Minhas primeiras lembranças remontam a uma escolinha de “latada”, coberta de palha, meia-parede em pau a pique com um “oitão” inteiro ao fundo onde ficava o quadro-negro; sobre o chão de terra batida, os bancos escolares com capacidade para dois alunos.
A escolinha, das minhas lembranças, ficava em um descampado entre as casas de dois tios, tio Antônio e tio Praxedes.
Foi lá, naquela escolinha, que tive os primeiros contatos com letras e com a educação pública – e de onde nunca me afastei.
Fiquei pouco tempo, acho que meses, depois fui morar com meus irmãos em uma casa na Rua do Sossego, Governador Archer, alugada e mantida com a finalidade de estudarmos. Fui matriculado na minha primeira escola de verdade, a Unidade Integrada Aldenora Belo e virei aluno da professora Margarida.
Depois fomos morar em Gonçalves Dias passando a estudar na Unidade Integrada Castelo Branco, onde conclui o primário (anos iniciais); e no Bandeirantes, a mesma escola no turno noturno, conclui o ginásio (que corresponde aos anos finais do fundamental).
Na expectativa de um aprendizado melhor fui “mudado” para São Luís, para fazer o ensino médio no Liceu Maranhense.

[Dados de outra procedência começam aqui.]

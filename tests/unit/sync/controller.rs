use super::*;
use crate::{catalog::model::ParamSpec, sync::store::MemoryStore};

struct FailingStore {
    attempts: usize,
}

impl SessionStore for FailingStore {
    fn load(&mut self) -> FxResult<Option<Session>> {
        Err(FxError::persistence("disk on fire"))
    }

    fn save(&mut self, _session: &Session) -> FxResult<()> {
        self.attempts += 1;
        Err(FxError::persistence("disk on fire"))
    }
}

#[derive(Default)]
struct RecordingSink {
    seen: Vec<(String, ParamValues, String)>,
}

impl PreviewSink for RecordingSink {
    fn present(&mut self, request: &PreviewRequest<'_>) {
        self.seen.push((
            request.text.to_owned(),
            request.params.clone(),
            request.binding.as_str().to_owned(),
        ));
    }
}

fn open(reg: &Registry) -> Controller<'_, MemoryStore> {
    Controller::open(reg, MemoryStore::new())
}

#[test]
fn fresh_session_uses_default_effect() {
    let reg = Registry::builtin().unwrap();
    let ctl = open(&reg);
    assert_eq!(ctl.session().selected_effect, "No Effect");
    assert!(ctl.session().params.is_empty());
    assert_eq!(ctl.mode(), EditMode::FormAuthoritative);
    assert!(ctl.session().source_text.contains("function NoEffect"));
}

#[test]
fn param_edit_rerenders_source() {
    let reg = Registry::builtin().unwrap();
    let mut ctl = open(&reg);
    ctl.select_effect("Fader").unwrap();
    ctl.set_param("duration", ParamValue::Number(2.5)).unwrap();
    assert!(ctl.session().source_text.contains("duration: 2.5"));
    assert_eq!(ctl.store().session(), Some(ctl.session()));
}

#[test]
fn selecting_resets_to_new_schema_defaults() {
    let reg = Registry::builtin().unwrap();
    let mut ctl = open(&reg);
    ctl.select_effect("Rotator").unwrap();
    ctl.set_param("duration", ParamValue::Number(7.0)).unwrap();

    ctl.select_effect("Fader").unwrap();
    assert_eq!(
        ctl.session().params,
        reg.lookup("Fader").unwrap().schema_defaults()
    );

    ctl.select_effect("Rotator").unwrap();
    assert_eq!(ctl.session().params["duration"], ParamValue::Number(2.0));
}

#[test]
fn unknown_effect_is_rejected_without_changes() {
    let reg = Registry::builtin().unwrap();
    let mut ctl = open(&reg);
    ctl.select_effect("Fader").unwrap();
    let before = ctl.session().clone();

    let err = ctl.select_effect("Sparkle").unwrap_err();
    assert!(matches!(err, FxError::UnknownEffect(_)));
    assert_eq!(ctl.session(), &before);
}

#[test]
fn unknown_and_mistyped_params_are_rejected() {
    let reg = Registry::builtin().unwrap();
    let mut ctl = open(&reg);
    ctl.select_effect("Fader").unwrap();
    assert!(matches!(
        ctl.set_param("color", ParamValue::from("#fff")),
        Err(FxError::UnknownParam { .. })
    ));
    assert!(matches!(
        ctl.set_param("duration", ParamValue::from("slow")),
        Err(FxError::Validation(_))
    ));
    assert!(ctl.set_param_str("duration", "abc").is_err());
    ctl.set_param_str("duration", "3.5").unwrap();
    assert_eq!(ctl.session().params["duration"], ParamValue::Number(3.5));
}

#[test]
fn source_edits_are_kept_verbatim_until_leaving() {
    let reg = Registry::builtin().unwrap();
    let mut ctl = open(&reg);
    ctl.select_effect("Fader").unwrap();

    ctl.edit_source("transition={{ duration: 4");
    assert_eq!(ctl.mode(), EditMode::TextAuthoritative);
    assert_eq!(ctl.session().source_text, "transition={{ duration: 4");
    assert_eq!(ctl.session().params["duration"], ParamValue::Number(1.0));

    ctl.edit_source("transition={{ duration: 4 }}");
    let report = ctl.leave_text_view().unwrap();
    assert_eq!(report.effect, "Fader");
    assert_eq!(report.recovered, vec!["duration".to_owned()]);
    assert_eq!(ctl.session().params["duration"], ParamValue::Number(4.0));
    assert_eq!(ctl.mode(), EditMode::FormAuthoritative);
    assert!(ctl.session().source_text.contains("export default function Fader"));
}

#[test]
fn text_view_round_trip_without_edits_keeps_values() {
    let reg = Registry::builtin().unwrap();
    let mut ctl = open(&reg);
    ctl.select_effect("Neon Glowing Text").unwrap();
    ctl.set_param("glowColor", ParamValue::from("rgb(255, 0, 255)")).unwrap();
    ctl.set_param("color", ParamValue::from("hsl(300, 100%, 50%)")).unwrap();
    ctl.set_param("glowStrength", ParamValue::Number(1.5)).unwrap();
    assert!(matches!(
        ctl.set_param("color", ParamValue::from("}x")),
        Err(FxError::Validation(_))
    ));
    let before = ctl.session().clone();

    ctl.enter_text_view();
    let report = ctl.leave_text_view().unwrap();
    assert!(!report.switched_effect);
    assert_eq!(report.recovered.len(), 4);
    assert_eq!(ctl.session(), &before);
}

#[test]
fn reconciliation_runs_once_per_exit() {
    let reg = Registry::builtin().unwrap();
    let mut ctl = open(&reg);
    assert!(ctl.leave_text_view().is_none());

    ctl.enter_text_view();
    ctl.enter_text_view();
    assert!(ctl.leave_text_view().is_some());
    assert!(ctl.leave_text_view().is_none());
}

#[test]
fn recovered_entry_point_switches_effect() {
    let reg = Registry::builtin().unwrap();
    let mut ctl = open(&reg);
    ctl.select_effect("Fader").unwrap();

    let neon = reg.lookup("Neon Glowing Text").unwrap();
    let mut values = neon.schema_defaults();
    values.insert("glowBlur".into(), ParamValue::Number(14.0));
    ctl.edit_source(render(&neon.template, &values));

    let report = ctl.leave_text_view().unwrap();
    assert!(report.switched_effect);
    assert_eq!(ctl.session().selected_effect, "Neon Glowing Text");
    assert_eq!(ctl.session().params, values);
}

#[test]
fn garbled_text_keeps_effect_and_falls_back_to_defaults() {
    let reg = Registry::builtin().unwrap();
    let mut ctl = open(&reg);
    ctl.select_effect("Rotator").unwrap();
    ctl.set_param("duration", ParamValue::Number(9.0)).unwrap();

    ctl.edit_source("}}} nothing to see {{{");
    let report = ctl.leave_text_view().unwrap();
    assert!(!report.switched_effect);
    assert!(report.recovered.is_empty());
    assert_eq!(ctl.session().selected_effect, "Rotator");
    assert_eq!(
        ctl.session().params,
        reg.lookup("Rotator").unwrap().schema_defaults()
    );
}

#[test]
fn unresolved_entry_point_becomes_display_hint() {
    let reg = Registry::builtin().unwrap();
    let mut ctl = open(&reg);
    ctl.select_effect("Fader").unwrap();

    ctl.edit_source("export default function Sparkle() {}\ntransition={{ duration: 3 }}");
    let report = ctl.leave_text_view().unwrap();
    assert_eq!(report.unresolved_entry_point.as_deref(), Some("Sparkle"));
    assert_eq!(ctl.display_hint(), Some("Sparkle"));
    assert_eq!(ctl.session().selected_effect, "Fader");
    assert_eq!(ctl.session().params["duration"], ParamValue::Number(3.0));

    ctl.select_effect("Rotator").unwrap();
    assert_eq!(ctl.display_hint(), None);
}

#[test]
fn param_edit_in_text_view_reconciles_first() {
    let reg = Registry::builtin().unwrap();
    let mut ctl = open(&reg);
    ctl.select_effect("Fader").unwrap();
    ctl.edit_source("export default function Rotator() {}\ntransition={{ duration: 6 }}");

    ctl.set_param("duration", ParamValue::Number(8.0)).unwrap();
    assert_eq!(ctl.mode(), EditMode::FormAuthoritative);
    assert_eq!(ctl.session().selected_effect, "Rotator");
    assert_eq!(ctl.session().params["duration"], ParamValue::Number(8.0));
}

#[test]
fn selection_discards_pending_text_edits() {
    let reg = Registry::builtin().unwrap();
    let mut ctl = open(&reg);
    ctl.select_effect("Fader").unwrap();
    ctl.edit_source("transition={{ duration: 4 }}");

    ctl.select_effect("Cascading").unwrap();
    assert_eq!(ctl.mode(), EditMode::FormAuthoritative);
    assert_eq!(ctl.session().params["stagger"], ParamValue::Number(0.1));
    assert!(ctl.session().source_text.contains("staggerChildren: 0.1"));
}

#[test]
fn merge_is_total_for_every_effect() {
    let reg = Registry::builtin().unwrap();
    let mut junk = ParamValues::new();
    junk.insert("duration".into(), ParamValue::from("fast"));
    junk.insert("nope".into(), ParamValue::Number(1.0));
    for def in reg.list() {
        for recovered in [ParamValues::new(), junk.clone()] {
            let merged = def.merge(&recovered);
            for p in &def.params {
                assert!(merged.contains_key(&p.name), "{} lost {}", def.name, p.name);
            }
            assert_eq!(merged.len(), def.params.len());
        }
    }
}

#[test]
fn persistence_failure_keeps_working_in_memory() {
    let reg = Registry::builtin().unwrap();
    let mut ctl = Controller::open(&reg, FailingStore { attempts: 0 });
    ctl.select_effect("Fader").unwrap();
    ctl.set_param("duration", ParamValue::Number(2.0)).unwrap();
    ctl.set_text("hi");
    assert_eq!(ctl.session().params["duration"], ParamValue::Number(2.0));
    assert_eq!(ctl.session().text, "hi");
    assert_eq!(ctl.into_store().attempts, 3);
}

#[test]
fn restores_persisted_session() {
    let reg = Registry::builtin().unwrap();
    let mut ctl = open(&reg);
    ctl.select_effect("Fader").unwrap();
    ctl.set_param("duration", ParamValue::Number(2.5)).unwrap();
    ctl.set_text("hello");
    let store = ctl.into_store();

    let ctl = Controller::open(&reg, store);
    assert_eq!(ctl.session().selected_effect, "Fader");
    assert_eq!(ctl.session().text, "hello");
    assert_eq!(ctl.session().params["duration"], ParamValue::Number(2.5));
    assert_eq!(ctl.mode(), EditMode::FormAuthoritative);
}

#[test]
fn restores_unsaved_code_edits_in_text_view() {
    let reg = Registry::builtin().unwrap();
    let mut ctl = open(&reg);
    ctl.select_effect("Fader").unwrap();
    ctl.edit_source("transition={{ duration: 3 }}");
    let store = ctl.into_store();

    let mut ctl = Controller::open(&reg, store);
    assert_eq!(ctl.mode(), EditMode::TextAuthoritative);
    assert_eq!(ctl.session().source_text, "transition={{ duration: 3 }}");
    ctl.leave_text_view().unwrap();
    assert_eq!(ctl.session().params["duration"], ParamValue::Number(3.0));
}

#[test]
fn stale_persisted_effect_falls_back_to_default() {
    let reg = Registry::builtin().unwrap();
    let saved = Session {
        text: "keep me".into(),
        selected_effect: "Retired Effect".into(),
        params: ParamValues::new(),
        source_text: String::new(),
    };
    let ctl = Controller::open(&reg, MemoryStore::with_session(saved));
    assert_eq!(ctl.session().selected_effect, "No Effect");
    assert_eq!(ctl.session().text, "keep me");
}

#[test]
fn persisted_params_are_completed_with_defaults() {
    let reg = Registry::builtin().unwrap();
    let mut params = ParamValues::new();
    params.insert("glowBlur".into(), ParamValue::Number(3.0));
    let saved = Session {
        text: String::new(),
        selected_effect: "Neon Glowing Text".into(),
        params,
        source_text: String::new(),
    };
    let ctl = Controller::open(&reg, MemoryStore::with_session(saved));
    assert_eq!(ctl.session().params.len(), 4);
    assert_eq!(ctl.session().params["glowBlur"], ParamValue::Number(3.0));
    assert_eq!(ctl.session().params["color"], ParamValue::from("#ff00ff"));
}

#[test]
fn preview_receives_text_params_and_binding() {
    let reg = Registry::builtin().unwrap();
    let mut ctl = open(&reg);
    ctl.select_effect("Cascading").unwrap();
    ctl.set_text("wave");

    let mut sink = RecordingSink::default();
    ctl.present(&mut sink);
    assert_eq!(sink.seen.len(), 1);
    let (text, params, binding) = &sink.seen[0];
    assert_eq!(text, "wave");
    assert_eq!(params["stagger"], ParamValue::Number(0.1));
    assert_eq!(binding, "cascade");
}

#[test]
fn custom_catalog_effects_work_end_to_end() {
    let def = EffectDefinition::new(
        "Glow",
        "export function Glow() {}\nstyle={{ color: {color} }}",
        "glow",
    )
    .with_param(ParamSpec::color("color", "#00ffcc"));
    let reg = Registry::new(vec![def]).unwrap();
    let mut ctl = open(&reg);
    ctl.edit_source("export function Glow() {}\nstyle={{ color: '#123123' }}");
    ctl.leave_text_view().unwrap();
    assert_eq!(ctl.session().params["color"], ParamValue::from("#123123"));
    assert_eq!(
        ctl.session().source_text,
        "export function Glow() {}\nstyle={{ color: '#123123' }}"
    );
}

Já era meados dos anos oitenta, final do governo Luis Rocha, início da redemocratização do país, ressurgimento do movimento estudantil secundário.
Por conta disso participei ativamente das campanhas salariais dos nossos professores por melhorias salariais e melhores condições de ensino.
Naquele ano, 1986, uma greve geral do professores com tais pautas, durou aproximadamente 60 dias. Foram sessenta dias nos reversando entre a sede do sindicato na Rua Henrique Leal, no Centro Histórico e Praça Deodoro ou na frente do Liceu onde fazíamos as manifestações diárias.
Os mais antigos devem lembrar daqueles dias loucos.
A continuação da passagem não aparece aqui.